The rollout is still underway.

“The rollout has been manager by manager, district by district,” he said.

Of VIP’s 180 entry-level technicians, 100 to 120 are in the program. Others are rolling into the program and the company continues to hire. The pace of the rollout is limited by a supply crunch — there just weren’t enough carts or tools to meet VIP’s orders all at once. District managers are working with VIP’s supplier to source carts and tools.

VIP’s investment in the program so far — at a cost of roughly $2,000 each for 180 workers — will be about $360,000 once those employees are equipped.

The outcome won't be known for a while, but attrition has already slowed.

“We look forward to the tool cart program growing exponentially in the months ahead and into 2024,” Winkeler said.

About VIP

VIP Tires & Service traces its roots back through two origin stories.

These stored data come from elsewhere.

//! Deferred transactions
//!
//! A [`Transaction`] queues writes in memory and sends them to the backend as
//! one atomic batch on [`commit`](Transaction::commit). The batch runs inside
//! a single backend scope and is retried as a whole on transient failure. If
//! any write reports a logical failure the scope is abandoned, nothing
//! becomes visible, and the queue is kept for a later attempt.
//!
//! Dropping a transaction that still holds writes runs its exit action:
//! - [`TransactionMode::Immediate`]: commit on the spot
//! - [`TransactionMode::Scheduled`]: hand the writes to a
//!   [`TransactionScheduler`] for a later flush

mod flusher;
mod scheduler;

use std::fmt;
use std::sync::Arc;

use chrono::{DateTime, Utc};
use dataaccess_core::{
    DataError, DataResult, Entity, EntityInfo, EntityRegistry, IsolationLevel, Record,
    TransactionScope, TransactionScopeFactory,
};
use tracing::{debug, error, info, warn};
use uuid::Uuid;

use crate::retry::{retry_on_transient_failure, RetryConfig};

pub use flusher::SchedulerFlusher;
pub use scheduler::{DeadLetter, SchedulerStats, TransactionScheduler};

/// What dropping an uncommitted transaction does
#[derive(Debug, Clone, Copy, PartialEq, Eq)]
pub enum TransactionMode {
    /// Commit on drop
    Immediate,
    /// Append to the scheduler on drop
    Scheduled,
}

#[derive(Debug, Clone, Copy, PartialEq, Eq)]
enum WriteKind {
    Insert,
    Update,
    Delete,
    InsertMany,
    UpdateMany,
    DeleteMany,
}

/// One queued write with the metadata it was resolved against
#[derive(Debug)]
struct PendingWriteAction {
    kind: WriteKind,
    entity: Arc<EntityInfo>,
    records: Vec<Record>,
}

impl PendingWriteAction {
    fn apply(&self, scope: &mut dyn TransactionScope) -> DataResult<bool> {
        let entity = self.entity.as_ref();
        match (self.kind, self.records.as_slice()) {
            (WriteKind::Insert, [record]) => scope.insert(entity, record),
            (WriteKind::Update, [record]) => scope.update(entity, record),
            (WriteKind::Delete, [record]) => scope.delete(entity, record),
            (WriteKind::InsertMany, records) => scope.insert_many(entity, records),
            (WriteKind::UpdateMany, records) => scope.update_many(entity, records),
            (WriteKind::DeleteMany, records) => scope.delete_many(entity, records),
            (kind, records) => Err(DataError::invalid_state(format!(
                "{:?} queued with {} records",
                kind,
                records.len()
            ))),
        }
    }
}

enum ExitAction {
    Commit,
    Schedule(Arc<TransactionScheduler>),
    Nothing,
}

/// Queue of writes committed atomically against one backend
pub struct Transaction {
    id: Uuid,
    isolation: IsolationLevel,
    factory: Arc<dyn TransactionScopeFactory>,
    entities: Arc<EntityRegistry>,
    retry: RetryConfig,
    queue: Vec<PendingWriteAction>,
    committed: bool,
    commit_attempts: u32,
    created_at: DateTime<Utc>,
    exit: ExitAction,
}

impl Transaction {
    /// Open transaction that commits when dropped
    pub fn new(
        factory: Arc<dyn TransactionScopeFactory>,
        entities: Arc<EntityRegistry>,
        retry: RetryConfig,
        isolation: IsolationLevel,
    ) -> Self {
        let transaction = Self {
            id: Uuid::new_v4(),
            isolation,
            factory,
            entities,
            retry,
            queue: Vec::new(),
            committed: false,
            commit_attempts: 0,
            created_at: Utc::now(),
            exit: ExitAction::Commit,
        };
        debug!(
            target: "dataaccess::txn",
            txn_id = %transaction.id,
            backend = transaction.factory.name(),
            isolation = ?isolation,
            "Transaction started"
        );
        transaction
    }

    /// Hand this transaction to `scheduler` when dropped instead of committing
    pub fn scheduled_on(mut self, scheduler: Arc<TransactionScheduler>) -> Self {
        self.exit = ExitAction::Schedule(scheduler);
        self
    }

    /// Unique identifier, used in logs and dead-letter reports
    pub fn id(&self) -> Uuid {
        self.id
    }

    /// Isolation level of every scope this transaction opens
    pub fn isolation(&self) -> IsolationLevel {
        self.isolation
    }

    /// What dropping this transaction does
    pub fn mode(&self) -> TransactionMode {
        match self.exit {
            ExitAction::Schedule(_) => TransactionMode::Scheduled,
            ExitAction::Commit | ExitAction::Nothing => TransactionMode::Immediate,
        }
    }

    /// True once a commit succeeded
    pub fn is_committed(&self) -> bool {
        self.committed
    }

    /// Number of queued write actions
    pub fn pending_len(&self) -> usize {
        self.queue.len()
    }

    /// Number of commit calls that reached the backend
    pub fn commit_attempts(&self) -> u32 {
        self.commit_attempts
    }

    /// When the transaction was opened
    pub fn created_at(&self) -> DateTime<Utc> {
        self.created_at
    }

    /// Queue an insert of `entity`
    pub fn insert<E: Entity>(&mut self, entity: &E) -> DataResult<()> {
        let info = self.entities.info_for::<E>()?;
        self.enqueue(WriteKind::Insert, info, vec![entity.to_record()])
    }

    /// Queue an update of `entity`
    pub fn update<E: Entity>(&mut self, entity: &E) -> DataResult<()> {
        let info = self.entities.info_for::<E>()?;
        self.enqueue(WriteKind::Update, info, vec![entity.to_record()])
    }

    /// Queue a delete of `entity`
    pub fn delete<E: Entity>(&mut self, entity: &E) -> DataResult<()> {
        let info = self.entities.info_for::<E>()?;
        self.enqueue(WriteKind::Delete, info, vec![entity.to_record()])
    }

    /// Queue one batch insert of every entity in `entities`
    pub fn insert_many<E: Entity>(&mut self, entities: &[E]) -> DataResult<()> {
        let info = self.entities.info_for::<E>()?;
        self.enqueue(WriteKind::InsertMany, info, entities.iter().map(E::to_record).collect())
    }

    /// Queue one batch update of every entity in `entities`
    pub fn update_many<E: Entity>(&mut self, entities: &[E]) -> DataResult<()> {
        let info = self.entities.info_for::<E>()?;
        self.enqueue(WriteKind::UpdateMany, info, entities.iter().map(E::to_record).collect())
    }

    /// Queue one batch delete of every entity in `entities`
    pub fn delete_many<E: Entity>(&mut self, entities: &[E]) -> DataResult<()> {
        let info = self.entities.info_for::<E>()?;
        self.enqueue(WriteKind::DeleteMany, info, entities.iter().map(E::to_record).collect())
    }

    /// Queue an insert of a raw record of an entity registered by name
    pub fn insert_record(&mut self, entity: Arc<EntityInfo>, record: Record) -> DataResult<()> {
        self.enqueue(WriteKind::Insert, entity, vec![record])
    }

    /// Queue an update of a raw record
    pub fn update_record(&mut self, entity: Arc<EntityInfo>, record: Record) -> DataResult<()> {
        self.enqueue(WriteKind::Update, entity, vec![record])
    }

    /// Queue a delete of a raw record
    pub fn delete_record(&mut self, entity: Arc<EntityInfo>, record: Record) -> DataResult<()> {
        self.enqueue(WriteKind::Delete, entity, vec![record])
    }

    fn enqueue(
        &mut self,
        kind: WriteKind,
        entity: Arc<EntityInfo>,
        records: Vec<Record>,
    ) -> DataResult<()> {
        if self.committed {
            return Err(DataError::invalid_state(format!(
                "transaction {} is already committed",
                self.id
            )));
        }
        if entity.repository() != self.factory.name() {
            return Err(DataError::configuration(format!(
                "entity '{}' is stored in '{}', not in '{}'",
                entity.name(),
                entity.repository(),
                self.factory.name()
            )));
        }
        self.queue.push(PendingWriteAction {
            kind,
            entity,
            records,
        });
        Ok(())
    }

    /// Send every queued write to the backend as one atomic batch
    ///
    /// # Returns
    /// * `Ok(true)` - the batch committed, or this transaction already had
    /// * `Ok(false)` - a write reported a logical failure; nothing was
    ///   applied and the queue is kept
    /// * `Err(e)` - non-transient backend error, or transient errors beyond
    ///   the retry bound; the queue is kept
    pub fn commit(&mut self) -> DataResult<bool> {
        if self.committed {
            return Ok(true);
        }
        if self.queue.is_empty() {
            self.committed = true;
            return Ok(true);
        }

        self.commit_attempts += 1;
        let factory = Arc::clone(&self.factory);
        let isolation = self.isolation;
        let queue = &self.queue;
        let outcome = retry_on_transient_failure(
            &self.retry,
            "commit",
            |e| factory.is_transient(e),
            || run_batch(factory.as_ref(), isolation, queue),
        )?;

        match outcome {
            None => {
                info!(
                    target: "dataaccess::txn",
                    txn_id = %self.id,
                    actions = self.queue.len(),
                    attempt = self.commit_attempts,
                    "Transaction committed"
                );
                self.queue.clear();
                self.committed = true;
                Ok(true)
            }
            Some(action) => {
                let failure = DataError::PartialBatchFailure {
                    transaction: self.id,
                    action,
                };
                warn!(
                    target: "dataaccess::txn",
                    txn_id = %self.id,
                    attempt = self.commit_attempts,
                    error = %failure,
                    "Transaction rolled back"
                );
                Ok(false)
            }
        }
    }

    /// Move the queue into a new transaction that does nothing on drop
    fn detach(&mut self) -> Transaction {
        Transaction {
            id: self.id,
            isolation: self.isolation,
            factory: Arc::clone(&self.factory),
            entities: Arc::clone(&self.entities),
            retry: self.retry.clone(),
            queue: std::mem::take(&mut self.queue),
            committed: false,
            commit_attempts: self.commit_attempts,
            created_at: self.created_at,
            exit: ExitAction::Nothing,
        }
    }
}

/// Run one attempt: `Some(index)` of the first write that failed logically
fn run_batch(
    factory: &dyn TransactionScopeFactory,
    isolation: IsolationLevel,
    queue: &[PendingWriteAction],
) -> DataResult<Option<usize>> {
    let mut scope = factory.begin(isolation)?;
    for (index, action) in queue.iter().enumerate() {
        if !action.apply(scope.as_mut())? {
            // Dropping the scope without completing it aborts the batch
            return Ok(Some(index));
        }
    }
    scope.complete()?;
    Ok(None)
}

impl Drop for Transaction {
    fn drop(&mut self) {
        if self.committed || self.queue.is_empty() {
            return;
        }
        let exit = std::mem::replace(&mut self.exit, ExitAction::Nothing);
        if std::thread::panicking() && !matches!(exit, ExitAction::Nothing) {
            warn!(
                target: "dataaccess::txn",
                txn_id = %self.id,
                actions = self.queue.len(),
                "Discarding transaction dropped during panic"
            );
            return;
        }
        match exit {
            ExitAction::Nothing => {}
            ExitAction::Commit => match self.commit() {
                Ok(true) => {}
                Ok(false) => warn!(
                    target: "dataaccess::txn",
                    txn_id = %self.id,
                    "Transaction dropped without committing"
                ),
                Err(e) => error!(
                    target: "dataaccess::txn",
                    txn_id = %self.id,
                    error = %e,
                    "Commit on drop failed"
                ),
            },
            ExitAction::Schedule(scheduler) => {
                let handoff = self.detach();
                scheduler.append(handoff);
            }
        }
    }
}

impl fmt::Debug for Transaction {
    fn fmt(&self, f: &mut fmt::Formatter<'_>) -> fmt::Result {
        f.debug_struct("Transaction")
            .field("id", &self.id)
            .field("backend", &self.factory.name())
            .field("isolation", &self.isolation)
            .field("pending", &self.queue.len())
            .field("committed", &self.committed)
            .field("commit_attempts", &self.commit_attempts)
            .finish()
    }
}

John P. Quirk, VIP’s executive chairman, is a third-generation owner in the tires and service business. His grandfather, Edward S. Quirk, founded Quirk Tire in Watertown, Mass., in 1926. 

VIP Discount Auto Centers was founded in Lewiston in 1958. 

John took over Quirk Tire in 1985, grew the business nearly 10-fold and acquired VIP Discount Auto in 2001. He renamed the combined entity VIP Parts, Tires & Service. 

In 2012 the company divested its retail auto parts business and renamed the firm VIP Tires & Service. 

Today, VIP is northern New England’s largest privately held automotive service provider and tire dealer. Its 69 locations are up from 40 in 2001. The workforce has grown from about 490 in March 2020 to 650 today.

Two major factors are driving the company’s growth.

“Our culture is such that it’s a very people-focused company,” said Winkeler. 

The bigger picture is that vehicle prices have skyrocketed in recent years, driving down new-car sales as more people opt to repair rather than buy new.

The average age of passenger cars in the U.S. in 2022 was 13.1 years old, according to the U.S. Bureau of  Transportation Statistics. In 2012 it was 11.3 and in 2002 it was 9.8.

“Every year, the average age continues to get older and older because people tend to hang onto their cars longer, which is good for our industry,” he said.